Anyways Carly and I had a bit of a misunderstanding last night... she was a little drunk and said something about how we "probably" will get COVID soon because of our jobs. And I was just like why would you say that because idk. Lately I have been having this compulsion (?) to verbally clarify things. Like when it was my last Wednesday at my old job (my most stressful shift) Carly said "It's your last Wednesday!" and I immediately said "at [company]." Because in my mind saying it's my last Wednesday was tempting fate or manifesting or something. Anyways I slept on the couch cos I was overwhelmed and upset but this morning we talked it over and everything is fine now. She said she's just being realistic and wants to be prepared. And I explained my whole tempting fate thing. I don't know what to call it. A resurgence of my childhood OCD?

I went grocery shopping by myself while Carly was at work, which I usually don't do on my own (especially since the Panini started). I forgot my purse in the car, lol. But I got some stuff to make the dinner we planned on having our second night in the cabin. Since we lost power, the meat spoiled, but I got some more, and we are going to have ground turkey and peppers tonight! Yum!!

I am enjoying this more long-form blogging. Especially since it's not on social media so I don't feel like I need to make it interesting. If no one cares, good. This is my space just for me. I did put a link to it on my site but it's more of an easter egg. So if you found this page... cool for you, you get to read my boring blog posts! Haha.
01/07/2022
Mood: tired
Listening to: Carly playing RDR2

I survived my 31st birthday!



so this Wednesday was my birthday. I drove up to a cabin on Mount Adams with my wife and it was kind of a disaster. definitely a memorable birthday.

So yeah what happened was, we went to our snowy mountain cabin, crashing into a snowbank in the process (we were fine I have 4wd), the first night was lovely and then the next morning the entire county lost power… we thought about leaving but the roads were too bad so we stayed in a cold cabin with no ability to cook a hot meal or even heat up water. we still had dried fruit and cheese and crackers but it got really cold. anyways aside from that it was a good trip, just again had some trouble getting out of town bc of the roads and not having a good enough signal to pull up a map.
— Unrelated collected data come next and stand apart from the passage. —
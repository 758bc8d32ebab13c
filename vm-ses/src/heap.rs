use crate::atom::AtomTable;
use crate::handle::{Atom, GcObject, GcString, HeapId, RootId};
use crate::native::NativeFn;
use crate::property::{PropertyDescriptor, PropertyEntry, PropertyKind};
use crate::string::JsString;
use crate::value::Value;
use crate::VmError;
use std::mem;

/// Heap configuration and memory limits.
///
/// The host hands the core a fixed byte budget at context creation; every managed allocation
/// (arena cells, property tables, string payloads, interned atom bytes) is charged against it and
/// the heap never grows past `max_bytes`.
#[derive(Clone, Copy, Debug, PartialEq, Eq)]
pub struct HeapLimits {
  /// Hard memory limit for live heap allocations, in bytes.
  pub max_bytes: usize,
  /// When an allocation would cause `used_bytes` to exceed this threshold, the heap runs a
  /// collection before attempting the allocation.
  pub gc_threshold: usize,
}

impl HeapLimits {
  pub fn new(max_bytes: usize, gc_threshold: usize) -> Self {
    Self {
      max_bytes,
      gc_threshold,
    }
  }
}

/// A compacting mark/compact GC heap.
///
/// Objects live in a dense arena (`Vec` used as a bump region). Handles do not address the arena
/// directly: they name entries of a handle table, and each entry holds the object's current arena
/// address. A collection marks from the root set in deterministic pre-order, then moves the live
/// objects to the low end of the arena **in exactly that order**, rewriting the table entries of
/// everything that moved. Entries of unreachable objects get their generation bumped, so a handle
/// that was not reachable from a root across a collection dangles *detectably*
/// ([`VmError::InvalidHandle`]) rather than aliasing whatever moved into the old address.
///
/// The GC traces from two root sets:
/// - **Stack roots**: stored in `root_stack` and managed by [`Scope`]. When a `Scope` is dropped,
///   all stack roots created within it are popped.
/// - **Persistent roots**: managed by [`Heap::add_root`] / [`Heap::remove_root`], used for realm
///   intrinsics and compartment globals.
pub struct Heap {
  limits: HeapLimits,

  /// Bytes used by live allocations (arena cells plus interned atom payloads).
  used_bytes: usize,
  gc_runs: u64,
  /// When set, every allocation first runs a full collection. Any handle held across an
  /// allocation point without a root is invalidated immediately, which makes missing-root bugs
  /// deterministic instead of timing-dependent.
  gc_stress: bool,

  arena: Vec<HeapCell>,
  table: Vec<TableEntry>,
  table_free: Vec<u32>,

  atoms: AtomTable,

  // Root sets.
  pub(crate) root_stack: Vec<Value>,
  persistent_roots: Vec<Option<Value>>,
  persistent_roots_free: Vec<u32>,
}

#[derive(Debug, Clone, Copy)]
struct TableEntry {
  addr: u32,
  generation: u32,
  live: bool,
}

struct HeapCell {
  bytes: usize,
  body: HeapBody,
}

enum HeapBody {
  String(JsString),
  Object(JsObject),
}
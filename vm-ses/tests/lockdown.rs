use vm_ses::{Heap, HeapLimits, PropertyKind, TerminationReason, Value, VmError};

fn context() -> Result<(Heap, vm_ses::Vm), VmError> {
  let mut heap = Heap::new(HeapLimits::new(1024 * 1024, 1024 * 1024));
  let vm = vm_ses::Vm::new(&mut heap)?;
  Ok((heap, vm))
}

fn string_of(heap: &Heap, value: Value) -> String {
  match value {
    Value::CodePoint(c) => c.to_string(),
    Value::String(s) => heap.string_str(s).expect("live string").to_owned(),
    other => panic!("expected a string result, got {other:?}"),
  }
}

fn error_name(heap: &mut Heap, err: &VmError) -> String {
  let VmError::Throw(Value::Object(mut obj)) = *err else {
    panic!("expected a thrown error object, got {err:?}");
  };
  let key = heap.intern("name").expect("intern");
  loop {
    if let Some(desc) = heap.object_get_own_property(obj, key).expect("live object") {
      if let PropertyKind::Data { value, .. } = desc.kind {
        return string_of(heap, value);
      }
    }
    match heap.object_prototype(obj).expect("live object") {
      Some(parent) => obj = parent,
      None => return String::from("<anonymous>"),
    }
  }
}

#[test]
fn first_lockdown_succeeds_and_freezes_the_intrinsics() -> Result<(), VmError> {
  let (mut heap, mut vm) = context()?;

  let result = vm.evaluate(&mut heap, "lockdown()")?;
  assert_eq!(result, Value::Undefined);
  assert!(vm.realm().is_locked_down());

  for probe in [
    "Object.isFrozen(Object.prototype)",
    "Object.isFrozen(Object)",
    "Object.isFrozen(Array.prototype)",
    "Object.isFrozen(Array.prototype.push)",
    "Object.isFrozen(TypeError.prototype)",
    "Object.isFrozen(Math)",
    "Object.isFrozen(Compartment)",
    "Object.isFrozen(harden)",
  ] {
    let result = vm.evaluate(&mut heap, probe)?;
    assert_eq!(result, Value::Bool(true), "{probe}");
  }

  vm.teardown(&mut heap);
  Ok(())
}

#[test]
fn second_lockdown_raises_type_error_from_any_compartment() -> Result<(), VmError> {
  let (mut heap, mut vm) = context()?;

  vm.evaluate(&mut heap, "lockdown()")?;

  let err = vm.evaluate(&mut heap, "lockdown()").expect_err("one-shot");
  assert_eq!(error_name(&mut heap, &err), "TypeError");

  // The latch is realm-wide: a fresh compartment sees it too.
  let result = vm.evaluate(
    &mut heap,
    r#"
      var name = null;
      try { new Compartment().evaluate('lockdown()'); } catch (e) { name = e.name; }
      name;
    "#,
  )?;
  assert_eq!(string_of(&heap, result), "TypeError");

  vm.teardown(&mut heap);
  Ok(())
}

#[test]
fn intrinsic_mutation_fails_after_lockdown_but_user_objects_stay_fresh() -> Result<(), VmError> {
  let (mut heap, mut vm) = context()?;

  vm.evaluate(&mut heap, "lockdown()")?;

  // Scenario: prototype pollution now fails with TypeError.
  let err = vm
    .evaluate(&mut heap, "Object.prototype.malicious = function () {};")
    .expect_err("frozen prototype rejects new properties");
  assert_eq!(error_name(&mut heap, &err), "TypeError");

  let err = vm
    .evaluate(&mut heap, "Array.prototype.push = null")
    .expect_err("frozen prototype rejects overwrites");
  assert_eq!(error_name(&mut heap, &err), "TypeError");

  let err = vm
    .evaluate(&mut heap, "delete Object.prototype.toString")
    .expect_err("frozen prototype rejects deletes");
  assert_eq!(error_name(&mut heap, &err), "TypeError");

  // User objects created after lockdown start fresh.
  let result = vm.evaluate(&mut heap, "var o = { foo: 1 }; o.foo = 2; o.foo")?;
  assert_eq!(result, Value::Int(2));
  let result = vm.evaluate(&mut heap, "globalThis.stillWorks = 7; stillWorks")?;
  assert_eq!(result, Value::Int(7));

  vm.teardown(&mut heap);
  Ok(())
}

#[test]
fn compartments_created_after_lockdown_see_frozen_intrinsics() -> Result<(), VmError> {
  let (mut heap, mut vm) = context()?;

  vm.evaluate(&mut heap, "lockdown()")?;

  let result = vm.evaluate(
    &mut heap,
    "new Compartment().evaluate('Object.isFrozen(Object.prototype)')",
  )?;
  assert_eq!(result, Value::Bool(true));

  let result = vm.evaluate(
    &mut heap,
    r#"
      var name = null;
      try { new Compartment().evaluate('Object.prototype.x = 1'); } catch (e) { name = e.name; }
      name;
    "#,
  )?;
  assert_eq!(string_of(&heap, result), "TypeError");

  vm.teardown(&mut heap);
  Ok(())
}

#[test]
fn harden_binding_is_shared_and_usable_before_and_after_lockdown() -> Result<(), VmError> {
  let (mut heap, mut vm) = context()?;

  let result = vm.evaluate(
    &mut heap,
    "var o = harden({ a: 1 }); Object.isFrozen(o)",
  )?;
  assert_eq!(result, Value::Bool(true));

  vm.evaluate(&mut heap, "lockdown()")?;
  let result = vm.evaluate(
    &mut heap,
    "new Compartment().evaluate('Object.isFrozen(harden({ b: 2 }))')",
  )?;
  assert_eq!(result, Value::Bool(true));

  vm.teardown(&mut heap);
  Ok(())
}

#[test]
fn a_failed_lockdown_latches_the_flag_anyway() -> Result<(), VmError> {
  // A small heap that can hold the realm but not the hardening workspace for the whole
  // intrinsic graph once padding has exhausted the budget.
  let mut heap = Heap::new(HeapLimits::new(96 * 1024, 96 * 1024));
  let mut vm = vm_ses::Vm::new(&mut heap)?;

  // Exhaust the remaining budget with rooted padding.
  let mut padding = Vec::new();
  loop {
    let mut scope = heap.scope();
    match scope.alloc_string(&"p".repeat(64)) {
      Ok(s) => {
        padding.push(scope.heap_mut().add_root(Value::String(s)));
      }
      Err(VmError::Termination(TerminationReason::OutOfMemory)) => break,
      Err(other) => return Err(other),
    }
  }

  // Give back a little headroom: enough for `evaluate` to reach the lockdown native and latch
  // the flag, nowhere near enough to charge the hardening workspace for the intrinsic graph.
  let keep = padding.len() - 4;
  for root in padding.drain(keep..) {
    heap.remove_root(root);
  }
  heap.collect_garbage();

  let err = vm
    .evaluate(&mut heap, "lockdown()")
    .expect_err("hardening the intrinsics cannot fit");
  assert!(matches!(
    err,
    VmError::Termination(TerminationReason::OutOfMemory)
  ));

  // The flag latched before hardening began: even with memory back, lockdown stays one-shot.
  assert!(vm.realm().is_locked_down());
  for root in padding {
    heap.remove_root(root);
  }
  heap.collect_garbage();

  let err = vm.evaluate(&mut heap, "lockdown()").expect_err("latched");
  assert_eq!(error_name(&mut heap, &err), "TypeError");

  vm.teardown(&mut heap);
  Ok(())
}
use core::fmt;

/// A stable identifier for an allocation in the [`Heap`](crate::Heap).
///
/// This is a packed `{ index: u32, generation: u32 }`.
/// - `index` selects an entry of the heap's handle table. The table entry holds the object's
///   current arena address and is rewritten whenever the compactor moves the object.
/// - `generation` is incremented each time the entry's object is collected.
///
/// A `HeapId` is **only valid** if the entry at `index` is live and its generation matches this
/// handle's generation. Handles not reachable from a GC root when a collection runs are
/// invalidated: the compactor reclaims the object and bumps the generation, so a stale handle
/// fails validation instead of aliasing whatever moved into the old address.
#[derive(Clone, Copy, PartialEq, Eq, Hash)]
#[repr(transparent)]
pub struct HeapId(pub(crate) u64);

impl HeapId {
  pub(crate) fn from_parts(index: u32, generation: u32) -> Self {
    Self((index as u64) | ((generation as u64) << 32))
  }

  /// The entry index within the heap's handle table.
  #[inline]
  pub fn index(self) -> u32 {
    self.0 as u32
  }

  /// The generation of the entry when this handle was created.
  #[inline]
  pub fn generation(self) -> u32 {
    (self.0 >> 32) as u32
  }
}

impl fmt::Debug for HeapId {
  fn fmt(&self, f: &mut fmt::Formatter<'_>) -> fmt::Result {
    f.debug_struct("HeapId")
      .field("index", &self.index())
      .field("generation", &self.generation())
      .finish()
  }
}

/// A GC-managed JavaScript object.
#[derive(Clone, Copy, PartialEq, Eq, Hash, Debug)]
#[repr(transparent)]
pub struct GcObject(pub(crate) HeapId);

impl GcObject {
  /// The underlying [`HeapId`].
  #[inline]
  pub fn id(self) -> HeapId {
    self.0
  }
}

/// A GC-managed JavaScript string.
#[derive(Clone, Copy, PartialEq, Eq, Hash, Debug)]
#[repr(transparent)]
pub struct GcString(pub(crate) HeapId);

impl GcString {
  /// The underlying [`HeapId`].
  #[inline]
  pub fn id(self) -> HeapId {
    self.0
  }
}

/// An ID for a persistent root stored in the heap.
///
/// Returned by [`Heap::add_root`](crate::Heap::add_root) and later passed to
/// [`Heap::remove_root`](crate::Heap::remove_root).
#[derive(Clone, Copy, PartialEq, Eq, Hash, Debug)]
#[repr(transparent)]
pub struct RootId(pub(crate) u32);

impl RootId {
  /// The underlying index into the heap's persistent root table.
  #[inline]
  pub fn index(self) -> u32 {
    self.0
  }
}

/// An interned property key (an "atom").
///
/// Two atoms are equal iff their backing strings are byte-equal; comparison is therefore a plain
/// index comparison. Atoms are never collected.
#[derive(Clone, Copy, PartialEq, Eq, Hash, Debug)]
#[repr(transparent)]
pub struct Atom(pub(crate) u32);

impl Atom {
  /// The underlying index into the heap's atom table.
  #[inline]
  pub fn index(self) -> u32 {
    self.0
  }
}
the snow was really beautiful and we had a lot of blankets in our cabin, plus we both had charged ipads and lanterns. it just, you know, could have been more relaxing lol. also you could tell this whole business model was thought up by some silicon valley fucks with no experience living or working in rural or snowy areas… the staff were just as screwed as we were and they were super accommodating but like… the business itself definitely had. some flaws. like everything was electric and the LANDLINE didn’t even work and we had to walk to an emergency phone… so yeah we’ll be leaving a pretty detailed review lol at least we got a refund for the second night since we couldn’t leave if we wanted to

another reason the drive home was stressful – for one we were super hungry and couldn’t find a place to eat till hood river. then when we got back to portland I got stuck behind a school bus around the corner from my apartment so that really got my anxiety going… it took us like 15 minutes just to get like half a mile. but anyway we are home and I am gonna order a big meal on delivery and cuddle my cat!!

Much of this post was crossposted from tumblr, and I had a lot of fun retooling this tumblr theme to be usable on neocities. Honestly didn't take much, just deleted some lines of code and it was pretty much set... a couple of little things I still can't figure out (why won't the links work???) but oh well, it doesn't really matter. I will probably keep updating this page, but who knows if I'll link it on my main site. It's kind of just for me to ramble into the void, and whoever sees it sees it, on a platform other than tumblr (less likelihood of getting anon hate or pornbot spam). Also, despite it being a tumblr theme, it kind of makes me think of livejournal... just because of how customizable it is I guess. In fact I'm gonna find an LJ icon and put it at the top of this post, lol.

ETA: I found an old destiel LJ mood theme lmao!! Using it.